Techno megashow in Phi | The Press

Technology. Its good, its bad sides. Its liberating power. His capacity for creation, for social rapprochement. But also its oppressive or paralyzing dimension. The Phi Foundation invited 14 artists, from here and elsewhere, inhabited by technological power. This results in exposure Terms of use, with strong, strange, beautiful, inspiring, disturbing or poetic works. Art, what!


We all live the same choice. Compete or restrict? Ignore the text message beep or rush to the phone? In the metro, we are immersed in our screens. Obsession ? Dope ? Is it the same with a book? Or a thirst for knowledge and pleasure in both cases?

As in Nicolas Baier’s exhibition at Blouin Division, we immerse ourselves in Phi in the technological universe and its influence in our lives.

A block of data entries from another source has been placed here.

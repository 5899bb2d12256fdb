use serde::{Deserialize, Serialize};
use serde_json::{Map, Value};

/// Canonical price row. Every source's output is normalized into this shape.
#[derive(Clone, Debug, Default, PartialEq, Serialize, Deserialize)]
pub struct PriceRow {
    pub source: String,
    pub item_name: String,
    pub variant: String,
    #[serde(default)]
    pub links: Option<Value>,
    #[serde(default)]
    pub chaos_value: Option<f64>,
    #[serde(default)]
    pub divine_value: Option<f64>,
    #[serde(default)]
    pub listing_count: Option<i64>,
    #[serde(default, skip_serializing_if = "Option::is_none")]
    pub confidence: Option<String>,
    #[serde(default, skip_serializing_if = "Option::is_none")]
    pub explanation: Option<Value>,
    #[serde(default, skip_serializing_if = "std::ops::Not::not")]
    pub is_arbitrated: bool,
}

impl PriceRow {
    pub fn new(source: impl Into<String>, item_name: impl Into<String>) -> Self {
        PriceRow {
            source: source.into(),
            item_name: item_name.into(),
            ..Default::default()
        }
    }

    pub fn with_chaos(mut self, chaos_value: f64) -> Self {
        self.chaos_value = Some(chaos_value);
        self
    }

    pub fn with_divine(mut self, divine_value: f64) -> Self {
        self.divine_value = Some(divine_value);
        self
    }

    pub fn with_listing_count(mut self, listing_count: i64) -> Self {
        self.listing_count = Some(listing_count);
        self
    }

    pub fn with_confidence(mut self, confidence: impl Into<String>) -> Self {
        self.confidence = Some(confidence.into());
        self
    }

    pub fn with_variant(mut self, variant: impl Into<String>) -> Self {
        self.variant = variant.into();
        self
    }
}

/// Loosely-typed row as produced by a price source, prior to normalization.
///
/// Fields may be missing, null, or of the wrong type; the normalizer is
/// responsible for turning any `RawRow` into a [`PriceRow`].
#[derive(Clone, Debug, Default, PartialEq, Serialize, Deserialize)]
#[serde(transparent)]
pub struct RawRow(Map<String, Value>);

impl RawRow {
    pub fn new() -> Self {
        RawRow(Map::new())
    }

    /// Builds a row from any JSON value. Non-object values yield an empty row.
    pub fn from_value(value: Value) -> Self {
        match value {
            Value::Object(map) => RawRow(map),
            _ => RawRow::new(),
        }
    }

    pub fn with(mut self, key: &str, value: impl Into<Value>) -> Self {
        self.0.insert(key.to_string(), value.into());
        self
    }

    pub fn insert(&mut self, key: &str, value: impl Into<Value>) {
        self.0.insert(key.to_string(), value.into());
    }

    pub fn get(&self, key: &str) -> Option<&Value> {
        self.0.get(key)
    }

    pub fn contains_key(&self, key: &str) -> bool {
        self.0.contains_key(key)
    }

    pub fn as_map(&self) -> &Map<String, Value> {
        &self.0
    }
}

impl From<Map<String, Value>> for RawRow {
    fn from(map: Map<String, Value>) -> Self {
        RawRow(map)
    }
}

impl From<Value> for RawRow {
    fn from(value: Value) -> Self {
        RawRow::from_value(value)
    }
}

impl From<PriceRow> for RawRow {
    fn from(row: PriceRow) -> Self {
        let mut map = Map::new();
        map.insert("source".into(), Value::String(row.source));
        map.insert("item_name".into(), Value::String(row.item_name));
        map.insert("variant".into(), Value::String(row.variant));
        map.insert("links".into(), row.links.unwrap_or(Value::Null));
        map.insert("chaos_value".into(), opt_f64(row.chaos_value));
        map.insert("divine_value".into(), opt_f64(row.divine_value));
        map.insert(
            "listing_count".into(),
            row.listing_count.map(Value::from).unwrap_or(Value::Null),
        );
        if let Some(confidence) = row.confidence {
            map.insert("confidence".into(), Value::String(confidence));
        }
        if let Some(explanation) = row.explanation {
            map.insert("explanation".into(), explanation);
        }
        if row.is_arbitrated {
            map.insert("is_arbitrated".into(), Value::Bool(true));
        }
        RawRow(map)
    }
}

impl From<&PriceRow> for RawRow {
    fn from(row: &PriceRow) -> Self {
        RawRow::from(row.clone())
    }
}

fn opt_f64(value: Option<f64>) -> Value {
    value
        .and_then(serde_json::Number::from_f64)
        .map(Value::Number)
        .unwrap_or(Value::Null)
}

#[cfg(test)]
mod tests {
    use super::*;
    use serde_json::json;

    #[test]
    fn test_from_value_non_object_is_empty() {
        assert_eq!(RawRow::from_value(json!([1, 2, 3])), RawRow::new());
        assert_eq!(RawRow::from_value(json!("row")), RawRow::new());
        assert_eq!(RawRow::from_value(Value::Null), RawRow::new());
    }

    #[test]
    fn test_price_row_to_raw_keeps_confidence_absent() {
        let raw = RawRow::from(PriceRow::new("ninja", "Mageblood").with_chaos(120.0));

        assert!(!raw.contains_key("confidence"));
        assert_eq!(raw.get("chaos_value"), Some(&json!(120.0)));
        assert_eq!(raw.get("divine_value"), Some(&Value::Null));
    }

    #[test]
    fn test_price_row_to_raw_carries_every_column() {
        let row = PriceRow::new("trade", "Tabula Rasa")
            .with_variant("6L")
            .with_divine(0.05)
            .with_listing_count(9);
        let raw = RawRow::from(&row);

        assert_eq!(raw.as_map().len(), 7);
        assert_eq!(raw.get("variant"), Some(&json!("6L")));
        assert_eq!(raw.get("divine_value"), Some(&json!(0.05)));
        assert_eq!(raw.get("listing_count"), Some(&json!(9)));
    }

    #[test]
    fn test_price_row_serializes_without_arbitrated_flag_by_default() {
        let row = PriceRow::new("ninja", "Headhunter");
        let value = serde_json::to_value(&row).unwrap();

        assert!(value.get("is_arbitrated").is_none());
        assert_eq!(value["source"], json!("ninja"));
        assert_eq!(value["chaos_value"], Value::Null);
    }
}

But technology is the computer, the book and even the pencil, recalls Cheryl Sim, co-head of the curatorship of Terms of use with researcher Daniel Fiset, who believes that “we use technology as much as it uses us”.


PHOTO ALAIN ROBERGE, THE PRESS

The two curators Cheryl Sim and Daniel Fiset surround the artists invited for the exhibition.

The techno theme goes all over the place in this exhibition. Because of the diversity of artists. In the first room, Anishinabe Nico Williams highlights the contrast between, on the one hand, Amazon’s terrifying efficiency in delivering anything and everything quickly to us and, on the other hand, the beading, this slow and meticulous technique that allowed him to design Special Deliveryan impressive pastiche of Amazon’s packaging, created in thousands of glass beads.


PHOTO RICHARD-MAX TREMBLAY, PROVIDED BY PHI

Special Delivery2023, Nico Williams, 25.5cm x 80cm

We liked it very much Of[faroucher], a solid video project by artist VahMiré, alias Ludmila Steckelberg. Her work is a tribute to Montreal, which she will soon be leaving to return to Brazil. The video, coupled with a virtual reality version, is a more abstract than figurative evocation of the sense of belonging she had with the metropolis. With allusions to nature, architecture and climate, with its cubic snowflakes hugging the sidewalks. A sensitive tribute with various mediums of representation of oneself and the living environment.


PHOTO PROVIDED BY PHI

Photo taken from the video Decision Fatigue2020, by Ilana Yacine Harris-Babou

Not far away, a video by the American Ilana Yacine Harris-Babou parodies beauty care tutorials for women found on the internet. A work on the obsession with performance and mimicry that characterize these guides to contemporary knowing how to appear.


PHOTO ALAIN ROBERGE, THE PRESS

Always combative and productive, Skawennati (whose avatar is xox) in front of her “machinimage” from the series On The Occasion of The Three Sisters Accompanying xox on Her Visit to The Queen2022

Very happy to find Skawennati, the Mohawk artist of cyberspace, with his installation CyberPowPow (1997-2004). A virtual environment that originally allowed real-time chatting in an Indigenous space. And that visitors can discover now to create their avatar.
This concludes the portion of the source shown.